An oped from Wilma Liebman, former chairwoman of the NLRB, tops our list of what we read today:

Nostalgic for the Gatsby era? (Surprise! You’re living in it.)

It’s fitting that director Baz Luhrmann chose contemporary artists like Jay-Z to provide the soundtrack in his new take on The Great Gatsby, because in many ways, the Gatsby story could easily be set in current times. (No, we don’t mean hipsters bringing back vests or flapper hairstyles.) Unfortunately, today’s economy shares many of the same sad qualities of the 1920s highlighted in the Gatsby story: increasing financialization, low socioeconomic mobility, and gross wealth and income inequality such that a privileged few live astonishingly well while a large portion of Americans are struggling just to get by.

EPI has been describing these trends for years. In fact, you might consider our flagship publication, The State of Working America, as a sort of modern-day Gatsby, in charts. The prose may not be as artful as Fitzgerald’s, but the economic descriptions are equally alarming.
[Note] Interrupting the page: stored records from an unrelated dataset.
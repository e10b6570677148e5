use std::convert::Infallible;
use std::sync::Arc;
use std::time::Duration;

use axum::{
    extract::{Path, State},
    http::{HeaderMap, StatusCode},
    response::sse::{Event, KeepAlive, Sse},
    routing::{get, post},
    Json, Router,
};
use futures::stream::{self, Stream};
use tokio::sync::broadcast::error::RecvError;
use uuid::Uuid;

use crate::error::PipelineError;
use crate::models::*;
use crate::notify::BroadcastHub;
use crate::pipeline::{AnswerOutcome, Pipeline};

const OWNER_HEADER: &str = "x-user-id";

#[derive(Clone)]
pub struct AppState {
    pub pipeline: Arc<Pipeline>,
    pub hub: Arc<BroadcastHub>,
}

type HttpError = (StatusCode, String);

pub fn router(state: AppState) -> Router {
    Router::new()
        .route("/api/courses", post(create_course))
        .route("/api/courses/:id", get(get_course).delete(delete_course))
        .route("/api/courses/:id/events", get(course_events))
        .route("/api/games/:id/answers", post(submit_answer))
        .with_state(state)
}

fn owner_id(headers: &HeaderMap) -> Result<String, HttpError> {
    headers
        .get(OWNER_HEADER)
        .and_then(|v| v.to_str().ok())
        .map(str::trim)
        .filter(|v| !v.is_empty())
        .map(str::to_string)
        .ok_or_else(|| e400(format!("{OWNER_HEADER} header is required")))
}

async fn create_course(
    State(state): State<AppState>,
    headers: HeaderMap,
    Json(req): Json<CreateCourseReq>,
) -> Result<(StatusCode, Json<Course>), HttpError> {
    let owner = owner_id(&headers)?;
    let (course, round) = state.pipeline.start_course(&owner, req).await.map_err(into_http)?;

    let pipeline = state.pipeline.clone();
    let course_id = course.id;
    tokio::spawn(async move {
        if let Err(e) = pipeline.complete_course(round).await {
            tracing::warn!(%course_id, error = %e, "course generation did not complete");
        }
    });

    Ok((StatusCode::CREATED, Json(course)))
}

async fn get_course(
    State(state): State<AppState>,
    Path(course_id): Path<Uuid>,
) -> Result<Json<CourseDetail>, HttpError> {
    let store = state.pipeline.store();
    let course = store
        .get_course(course_id)
        .await
        .map_err(into_http)?
        .ok_or_else(|| e404("course not found"))?;
    let resources = store.list_resources(course_id).await.map_err(into_http)?;

    let mut units = Vec::new();
    for unit in store.list_units(course_id).await.map_err(into_http)? {
        let games = store.list_games(unit.id).await.map_err(into_http)?;
        units.push(UnitWithGames { unit, games });
    }

    Ok(Json(CourseDetail {
        course,
        resources,
        units,
    }))
}

async fn delete_course(
    State(state): State<AppState>,
    headers: HeaderMap,
    Path(course_id): Path<Uuid>,
) -> Result<StatusCode, HttpError> {
    let owner = owner_id(&headers)?;
    let store = state.pipeline.store();
    let course = store
        .get_course(course_id)
        .await
        .map_err(into_http)?
        .ok_or_else(|| e404("course not found"))?;
    if course.owner_id != owner {
        return Err(into_http(PipelineError::Authorization(
            "only the owner may delete a course".into(),
        )));
    }
    if !store.delete_course(course_id).await.map_err(into_http)? {
        return Err(e404("course not found"));
    }
    tracing::info!(%course_id, "course deleted");
    Ok(StatusCode::NO_CONTENT)
}

/// Live course events. Nothing is replayed: clients should read the course first.
async fn course_events(
    State(state): State<AppState>,
    Path(course_id): Path<Uuid>,
) -> Result<Sse<impl Stream<Item = Result<Event, Infallible>>>, HttpError> {
    state
        .pipeline
        .store()
        .get_course(course_id)
        .await
        .map_err(into_http)?
        .ok_or_else(|| e404("course not found"))?;

    let rx = state.hub.subscribe(course_id);
    let events = stream::unfold(rx, |mut rx| async move {
        loop {
            match rx.recv().await {
                Ok(ev) => match Event::default().event(ev.name()).json_data(&ev) {
                    Ok(event) => return Some((Ok(event), rx)),
                    Err(e) => tracing::warn!(error = %e, "failed to encode course event"),
                },
                Err(RecvError::Lagged(skipped)) => {
                    tracing::debug!(skipped, "event subscriber lagged");
                }
                Err(RecvError::Closed) => return None,
            }
        }
    });

    Ok(Sse::new(events).keep_alive(KeepAlive::new().interval(Duration::from_secs(15))))
}

async fn submit_answer(
    State(state): State<AppState>,
    Path(game_id): Path<Uuid>,
    Json(req): Json<SubmitAnswerReq>,
) -> Result<Json<AnswerOutcome>, HttpError> {
    let outcome = state
        .pipeline
        .submit_answer(game_id, req)
        .await
        .map_err(into_http)?;
    Ok(Json(outcome))
}

fn into_http(e: PipelineError) -> HttpError {
    let status = match &e {
        PipelineError::Validation(_) | PipelineError::ContentSafety(_) => StatusCode::BAD_REQUEST,
        PipelineError::Authorization(_) => StatusCode::FORBIDDEN,
        PipelineError::NotFound(_) => StatusCode::NOT_FOUND,
        PipelineError::Generation(_) => StatusCode::BAD_GATEWAY,
        PipelineError::MissingUnits(_)
        | PipelineError::Persistence(_)
        | PipelineError::AutoGeneration(_) => return e500(e),
    };
    if status == StatusCode::BAD_GATEWAY {
        tracing::warn!(error = %e, "generation service failure");
    }
    (status, e.to_string())
}

fn e400<T: Into<String>>(msg: T) -> HttpError {
    (StatusCode::BAD_REQUEST, msg.into())
}

fn e404<T: Into<String>>(msg: T) -> HttpError {
    (StatusCode::NOT_FOUND, msg.into())
}

fn e500<E: std::fmt::Display>(e: E) -> HttpError {
    tracing::error!(error = %e, "internal error");
    (StatusCode::INTERNAL_SERVER_ERROR, e.to_string())
}
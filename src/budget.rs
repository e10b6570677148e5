//! Resource budget optimizer.
//!
//! Caps the amount of resource text sent to the generation service. When the submitted
//! text already fits, resources pass through untouched. Otherwise each text-bearing
//! resource gets a dynamic share of what is left and oversized ones are summarized (or
//! truncated when summarization fails). The result is close to the budget, not a hard
//! ceiling: the per-resource floor can push the total over when many small shares remain.

use std::fmt::Display;
use std::future::Future;

use crate::models::Resource;

/// Smallest share a text resource gets while budget remains.
pub const MIN_PER_RESOURCE: usize = 500;

pub fn char_len(s: &str) -> usize {
    s.chars().count()
}

/// Truncate to at most `max` characters without splitting a character.
pub fn truncate_chars(s: &str, max: usize) -> String {
    match s.char_indices().nth(max) {
        Some((byte_idx, _)) => s[..byte_idx].to_string(),
        None => s.to_string(),
    }
}

pub fn total_text_len(resources: &[Resource]) -> usize {
    resources
        .iter()
        .filter_map(Resource::budgeted_text)
        .map(char_len)
        .sum()
}

pub async fn optimize_resources<F, Fut, E>(
    resources: Vec<Resource>,
    budget: usize,
    summarize: F,
) -> Vec<Resource>
where
    F: Fn(String, usize) -> Fut,
    Fut: Future<Output = Result<String, E>>,
    E: Display,
{
    let total = total_text_len(&resources);
    if total <= budget {
        return resources;
    }
    tracing::info!(total, budget, "resource text over budget, condensing");

    let mut remaining_budget = budget;
    let mut remaining_entries = resources
        .iter()
        .filter(|r| r.budgeted_text().is_some())
        .count();

    let mut out = Vec::with_capacity(resources.len());
    for mut resource in resources {
        let Some(content) = resource.budgeted_text().map(str::to_owned) else {
            out.push(resource);
            continue;
        };

        let share = remaining_budget / remaining_entries.max(1);
        let dynamic_budget = share.max(MIN_PER_RESOURCE.min(remaining_budget));
        let len = char_len(&content);

        let kept = if len <= dynamic_budget {
            content
        } else {
            match summarize(content.clone(), dynamic_budget).await {
                Ok(summary) => truncate_chars(&summary, dynamic_budget),
                Err(e) => {
                    tracing::warn!(
                        order_index = resource.order_index,
                        error = %e,
                        "summarizer failed, truncating resource"
                    );
                    truncate_chars(&content, dynamic_budget)
                }
            }
        };

        remaining_budget = remaining_budget.saturating_sub(char_len(&kept));
        remaining_entries = remaining_entries.saturating_sub(1);
        resource.content = Some(kept);
        out.push(resource);
    }
    out
}
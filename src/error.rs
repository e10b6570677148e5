//! Error taxonomy for the generation pipeline.

use thiserror::Error;

#[derive(Error, Debug)]
pub enum PipelineError {
    /// Wrong title/description/game count or malformed exercise content.
    #[error("validation failed: {0}")]
    Validation(String),

    #[error("missing unit(s) after reassembly: {0:?}")]
    MissingUnits(Vec<usize>),

    #[error("content rejected: {0}")]
    ContentSafety(String),

    #[error("persistence failed: {0}")]
    Persistence(String),

    #[error("not authorized: {0}")]
    Authorization(String),

    #[error("not found: {0}")]
    NotFound(String),

    #[error("generation service error: {0}")]
    Generation(String),

    #[error("auto-generation failed: {0}")]
    AutoGeneration(Box<PipelineError>),
}

impl PipelineError {
    pub fn validation(msg: impl Into<String>) -> Self {
        PipelineError::Validation(msg.into())
    }
}

impl From<sqlx::Error> for PipelineError {
    fn from(err: sqlx::Error) -> Self {
        match err {
            sqlx::Error::RowNotFound => PipelineError::NotFound("row".into()),
            other => PipelineError::Persistence(other.to_string()),
        }
    }
}

impl From<serde_json::Error> for PipelineError {
    fn from(err: serde_json::Error) -> Self {
        PipelineError::Validation(format!("malformed JSON: {err}"))
    }
}

pub type Result<T, E = PipelineError> = std::result::Result<T, E>;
The Great Gatsby’s protagonist, Nick Carroway, is drawn to New York by the promise of riches to be made on Wall Street. Indeed, the premium to working in the financial sector at that time was better than ever… until recently. As Figure A shows, at the beginning of the Great Depression, earnings per worker in the financial industry peaked at nearly 1.8 times the earnings per worker of all other private sector workers. After the Depression and the regulation that followed, earnings per worker in finance fell back roughly into line with the rest of the private sector. Beginning in the late 1970s, however, earnings per worker in finance again began to take off. By the onset of the Great Recession, they exceeded 1.8 times the earnings per worker of all other private sector workers. With such striking disparities in compensation, who wouldn’t be attracted to the green light of finance?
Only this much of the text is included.